Out, damned spot
Our resident Kiss92 DJ/ journo on epic rift between megastar and megabrand
Bad news for Taylor Swift fans who listen to her on Spotify: You are never, ever getting back together.
Not right now, anyway.
Swift is taking her music off the streaming service - her new hit album 1989, her back catalogue, the lot.
Last week, her single Shake It Off was the most played song on Spotify, and this week it is not available.
Two days ago, she was on 19 million Spotify playlists, and now she is on zero.
She joins English musician Thom Yorke in protesting about streaming. Now there is an odd couple.
But good for her.
Back in July, Swift wrote an opinion piece for the Wall Street Journal in which she strongly defended artists' rights, or more specifically, their money.
"Music is art, and art is important and rare," she said.
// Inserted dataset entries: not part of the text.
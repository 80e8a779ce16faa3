//! Single-slot, latest-wins mailbox between the capture thread and the
//! processing loop.
//!
//! A slower consumer never sees a backlog: every [`FrameBuffer::put`]
//! replaces whatever is waiting, and [`FrameBuffer::take`] removes it.  Each
//! put is delivered at most once.

use std::sync::{Condvar, Mutex, PoisonError};
use std::time::Duration;

pub struct FrameBuffer<T> {
    slot: Mutex<Option<T>>,
    ready: Condvar,
}

impl<T> Default for FrameBuffer<T> {
    fn default() -> Self {
        Self::new()
    }
}

impl<T> FrameBuffer<T> {
    pub fn new() -> Self {
        Self {
            slot: Mutex::new(None),
            ready: Condvar::new(),
        }
    }

    /// Stores `item`, replacing any unconsumed one.
    ///
    /// Returns `true` if an unconsumed item was dropped.
    pub fn put(&self, item: T) -> bool {
        let mut slot = self.slot.lock().unwrap_or_else(PoisonError::into_inner);
        let dropped = slot.replace(item).is_some();
        drop(slot);
        self.ready.notify_one();
        dropped
    }

    /// Waits up to `timeout` for an item and removes it.
    pub fn take(&self, timeout: Duration) -> Option<T> {
        let slot = self.slot.lock().unwrap_or_else(PoisonError::into_inner);
        let (mut slot, _) = self
            .ready
            .wait_timeout_while(slot, timeout, |s| s.is_none())
            .unwrap_or_else(PoisonError::into_inner);
        slot.take()
    }

    /// Removes the waiting item without blocking.
    pub fn try_take(&self) -> Option<T> {
        self.slot.lock().unwrap_or_else(PoisonError::into_inner).take()
    }

    pub fn is_empty(&self) -> bool {
        self.slot.lock().unwrap_or_else(PoisonError::into_inner).is_none()
    }
}

#[cfg(test)]
mod tests {
    use super::*;
    use std::sync::Arc;
    use std::time::Instant;

    #[test]
    fn test_second_put_overwrites_first() {
        // Arrange
        let buffer = FrameBuffer::new();

        // Act
        let first_dropped = buffer.put(1);
        let second_dropped = buffer.put(2);

        // Assert
        assert!(!first_dropped);
        assert!(second_dropped);
        assert_eq!(buffer.take(Duration::from_millis(10)), Some(2));
        assert!(buffer.is_empty());
    }

    #[test]
    fn test_each_put_is_taken_once() {
        let buffer = FrameBuffer::new();
        buffer.put("frame");
        assert_eq!(buffer.try_take(), Some("frame"));
        assert_eq!(buffer.try_take(), None);
    }

    #[test]
    fn test_take_times_out_on_empty_buffer() {
        // Arrange
        let buffer: FrameBuffer<u32> = FrameBuffer::new();
        let start = Instant::now();

        // Act
        let item = buffer.take(Duration::from_millis(50));

        // Assert
        assert_eq!(item, None);
        assert!(start.elapsed() >= Duration::from_millis(50));
    }

    #[test]
    fn test_take_wakes_on_put_from_other_thread() {
        // Arrange
        let buffer = Arc::new(FrameBuffer::new());
        let producer = Arc::clone(&buffer);

        // Act
        let handle = std::thread::spawn(move || {
            std::thread::sleep(Duration::from_millis(20));
            producer.put(7u64);
        });
        let item = buffer.take(Duration::from_secs(5));

        // Assert
        assert_eq!(item, Some(7));
        handle.join().expect("producer joins");
    }
}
"Important, rare things are valuable. Valuable things should be paid for.
"It's my opinion that music should not be free, and my prediction is that individual artists and their labels will someday decide what an album's price point is.
"I hope they don't underestimate themselves or undervalue their art."
Obviously, Swift has decided that the fee of $9.90 per month for Spotify's Premium service was just not enough.
For that amount, the service's users are able to listen to as many songs (online and offline) as they want every 30 days for less than ten bucks.
To me, it is crazy. Sure, an artist can get his music out there, but is it truly valued?
I remember when, as an undergraduate, I had to decide between eating lunch or spending my money on just one cassette tape.
Music actually had a value back then, which is as it should be.
Musicians on Spotify earn less than one cent each time their song is played - in fact the average is between US$0.006 (S$0.007) and US$0.0084.
This means that an artist could earn as little as US$6,000 even if his song is played a million times.
I did the maths on that twice.
TOUGHER TO GET PAID
I love free stuff as much as the next guy, but the fact is that content creators are having an increasingly tougher time getting paid.
But who am I kidding? This is how it has always been.
The people who live for money will always get paid.
The people who live for beauty will always get pummelled.
Which raises the question of what the aftermath of this will be - who will be seen as the good guy?
Some people may agree in principle, but object to who is making the point.
There are already comments that take offence to a millionaire deciding she wants to make even more money.
Whichever side you take, there is still something inspiring when an artist like Swift takes a stand.
An artist wielding real power - now that is a rare and terrifying beast.